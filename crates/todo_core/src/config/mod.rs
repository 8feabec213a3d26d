use crate::error::AppError;
use crate::schedule::{DEFAULT_DAILY_CAPACITY, Tiebreak, WeekStart};
use serde::{Deserialize, Serialize};
use std::path::{Path, PathBuf};

const CONFIG_FILE_NAME: &str = "config.json";
const CONFIG_ENV_VAR: &str = "TODOAPP_CONFIG_PATH";

/// Scheduler settings read from `config.json`. Unset fields fall back to
/// the built-in defaults through the accessor methods.
#[derive(Debug, Default, Clone, PartialEq, Eq, Serialize, Deserialize)]
pub struct Config {
    #[serde(default)]
    pub daily_capacity: Option<i64>,
    #[serde(default)]
    pub tiebreak: Option<Tiebreak>,
    #[serde(default)]
    pub week_start: Option<WeekStart>,
}

impl Config {
    pub fn daily_capacity(&self) -> i64 {
        self.daily_capacity.unwrap_or(DEFAULT_DAILY_CAPACITY)
    }

    pub fn tiebreak(&self) -> Tiebreak {
        self.tiebreak.unwrap_or_default()
    }

    pub fn week_start(&self) -> WeekStart {
        self.week_start.unwrap_or_default()
    }
}

#[derive(Debug, Clone)]
pub struct ConfigLoad {
    pub config: Config,
    pub error: Option<AppError>,
}

#[derive(Debug, Default, Clone, PartialEq, Eq)]
pub struct ConfigOverrides {
    pub daily_capacity: Option<i64>,
    pub tiebreak: Option<Tiebreak>,
    pub week_start: Option<WeekStart>,
}

pub fn config_path() -> Result<PathBuf, AppError> {
    if let Ok(path) = std::env::var(CONFIG_ENV_VAR)
        && !path.trim().is_empty()
    {
        return Ok(PathBuf::from(path));
    }

    if cfg!(windows) {
        let appdata =
            std::env::var("APPDATA").map_err(|_| AppError::invalid_data("APPDATA is not set"))?;
        Ok(PathBuf::from(appdata)
            .join("todoapp")
            .join(CONFIG_FILE_NAME))
    } else {
        let home = std::env::var("HOME").map_err(|_| AppError::invalid_data("HOME is not set"))?;
        Ok(PathBuf::from(home)
            .join(".config")
            .join("todoapp")
            .join(CONFIG_FILE_NAME))
    }
}

/// Never fails: an unreadable or invalid file yields the defaults together
/// with the error so the caller can warn and carry on.
pub fn load_config_with_fallback() -> ConfigLoad {
    match config_path() {
        Ok(path) => load_config_with_fallback_from_path(&path),
        Err(err) => ConfigLoad {
            config: Config::default(),
            error: Some(err),
        },
    }
}

fn load_config_with_fallback_from_path(path: &Path) -> ConfigLoad {
    if !path.exists() {
        return ConfigLoad {
            config: Config::default(),
            error: None,
        };
    }

    match load_config_from_path(path) {
        Ok(config) => ConfigLoad {
            config,
            error: None,
        },
        Err(err) => ConfigLoad {
            config: Config::default(),
            error: Some(err),
        },
    }
}

fn load_config_from_path(path: &Path) -> Result<Config, AppError> {
    let content = std::fs::read_to_string(path)
        .map_err(|err| AppError::io(format!("{}: {}", path.display(), err)))?;
    serde_json::from_str(&content).map_err(|err| {
        AppError::invalid_data(format!("invalid JSON in {}: {}", path.display(), err))
    })
}

pub fn merge_overrides(base: &Config, overrides: &ConfigOverrides) -> Config {
    let mut merged = base.clone();
    if let Some(capacity) = overrides.daily_capacity {
        merged.daily_capacity = Some(capacity);
    }
    if let Some(tiebreak) = overrides.tiebreak {
        merged.tiebreak = Some(tiebreak);
    }
    if let Some(week_start) = overrides.week_start {
        merged.week_start = Some(week_start);
    }
    merged
}

fn canonical_value(raw: &str) -> String {
    raw.trim().to_ascii_lowercase().replace(['-', ' '], "_")
}

pub fn parse_tiebreak(raw: &str) -> Result<Tiebreak, AppError> {
    match canonical_value(raw).as_str() {
        "day_of_month" => Ok(Tiebreak::DayOfMonth),
        "days_from_anchor" => Ok(Tiebreak::DaysFromAnchor),
        other => Err(AppError::invalid_input(format!(
            "unknown tiebreak '{other}' (expected day_of_month or days_from_anchor)"
        ))),
    }
}

pub fn parse_week_start(raw: &str) -> Result<WeekStart, AppError> {
    match canonical_value(raw).as_str() {
        "monday" | "mon" => Ok(WeekStart::Monday),
        "sunday" | "sun" => Ok(WeekStart::Sunday),
        other => Err(AppError::invalid_input(format!(
            "unknown week start '{other}' (expected monday or sunday)"
        ))),
    }
}
pub mod json_store;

■ **Task prompt**: Reproduce each record exactly, leaving nothing out.

■ **Exercise output**:
filename crates/todo_core/src/config/mod.rs
repository 8feabec213a3d26d
use crate::error::AppError;
use crate::schedule::{DEFAULT_DAILY_CAPACITY, Tiebreak, WeekStart};
use serde::{Deserialize, Serialize};
use std::path::{Path, PathBuf};

const CONFIG_FILE_NAME: &str = "config.json";
const CONFIG_ENV_VAR: &str = "TODOAPP_CONFIG_PATH";

/// Scheduler settings read from `config.json`. Unset fields fall back to
/// the built-in defaults through the accessor methods.
#[derive(Debug, Default, Clone, PartialEq, Eq, Serialize, Deserialize)]
pub struct Config {
    #[serde(default)]
    pub daily_capacity: Option<i64>,
    #[serde(default)]
    pub tiebreak: Option<Tiebreak>,
    #[serde(default)]
    pub week_start: Option<WeekStart>,
}

impl Config {
    pub fn daily_capacity(&self) -> i64 {
        self.daily_capacity.unwrap_or(DEFAULT_DAILY_CAPACITY)
    }

    pub fn tiebreak(&self) -> Tiebreak {
        self.tiebreak.unwrap_or_default()
    }

    pub fn week_start(&self) -> WeekStart {
        self.week_start.unwrap_or_default()
    }
}

#[derive(Debug, Clone)]
pub struct ConfigLoad {
    pub config: Config,
    pub error: Option<AppError>,
}

#[derive(Debug, Default, Clone, PartialEq, Eq)]
pub struct ConfigOverrides {
    pub daily_capacity: Option<i64>,
    pub tiebreak: Option<Tiebreak>,
    pub week_start: Option<WeekStart>,
}

pub fn config_path() -> Result<PathBuf, AppError> {
    if let Ok(path) = std::env::var(CONFIG_ENV_VAR)
        && !path.trim().is_empty()
    {
        return Ok(PathBuf::from(path));
    }

    if cfg!(windows) {
        let appdata =
            std::env::var("APPDATA").map_err(|_| AppError::invalid_data("APPDATA is not set"))?;
        Ok(PathBuf::from(appdata)
            .join("todoapp")
            .join(CONFIG_FILE_NAME))
    } else {
        let home = std::env::var("HOME").map_err(|_| AppError::invalid_data("HOME is not set"))?;
        Ok(PathBuf::from(home)
            .join(".config")
            .join("todoapp")
            .join(CONFIG_FILE_NAME))
    }
}

/// Never fails: an unreadable or invalid file yields the defaults together
/// with the error so the caller can warn and carry on.
pub fn load_config_with_fallback() -> ConfigLoad {
    match config_path() {
        Ok(path) => load_config_with_fallback_from_path(&path),
        Err(err) => ConfigLoad {
            config: Config::default(),
            error: Some(err),
        },
    }
}

fn load_config_with_fallback_from_path(path: &Path) -> ConfigLoad {
    if !path.exists() {
        return ConfigLoad {
            config: Config::default(),
            error: None,
        };
    }

    match load_config_from_path(path) {
        Ok(config) => ConfigLoad {
            config,
            error: None,
        },
        Err(err) => ConfigLoad {
            config: Config::default(),
            error: Some(err),
        },
    }
}

fn load_config_from_path(path: &Path) -> Result<Config, AppError> {
    let content = std::fs::read_to_string(path)
        .map_err(|err| AppError::io(format!("{}: {}", path.display(), err)))?;
    serde_json::from_str(&content).map_err(|err| {
        AppError::invalid_data(format!("invalid JSON in {}: {}", path.display(), err))
    })
}

pub fn merge_overrides(base: &Config, overrides: &ConfigOverrides) -> Config {
    let mut merged = base.clone();
    if let Some(capacity) = overrides.daily_capacity {
        merged.daily_capacity = Some(capacity);
    }
    if let Some(tiebreak) = overrides.tiebreak {
        merged.tiebreak = Some(tiebreak);
    }
    if let Some(week_start) = overrides.week_start {
        merged.week_start = Some(week_start);
    }
    merged
}

fn canonical_value(raw: &str) -> String {
    raw.trim().to_ascii_lowercase().replace(['-', ' '], "_")
}

pub fn parse_tiebreak(raw: &str) -> Result<Tiebreak, AppError> {
    match canonical_value(raw).as_str() {
        "day_of_month" => Ok(Tiebreak::DayOfMonth),
        "days_from_anchor" => Ok(Tiebreak::DaysFromAnchor),
        other => Err(AppError::invalid_input(format!(
            "unknown tiebreak '{other}' (expected day_of_month or days_from_anchor)"
        ))),
    }
}

pub fn parse_week_start(raw: &str) -> Result<WeekStart, AppError> {
    match canonical_value(raw).as_str() {
        "monday" | "mon" => Ok(WeekStart::Monday),
        "sunday" | "sun" => Ok(WeekStart::Sunday),
        other => Err(AppError::invalid_input(format!(
            "unknown week start '{other}' (expected monday or sunday)"
        ))),
    }
}
pub mod json_store;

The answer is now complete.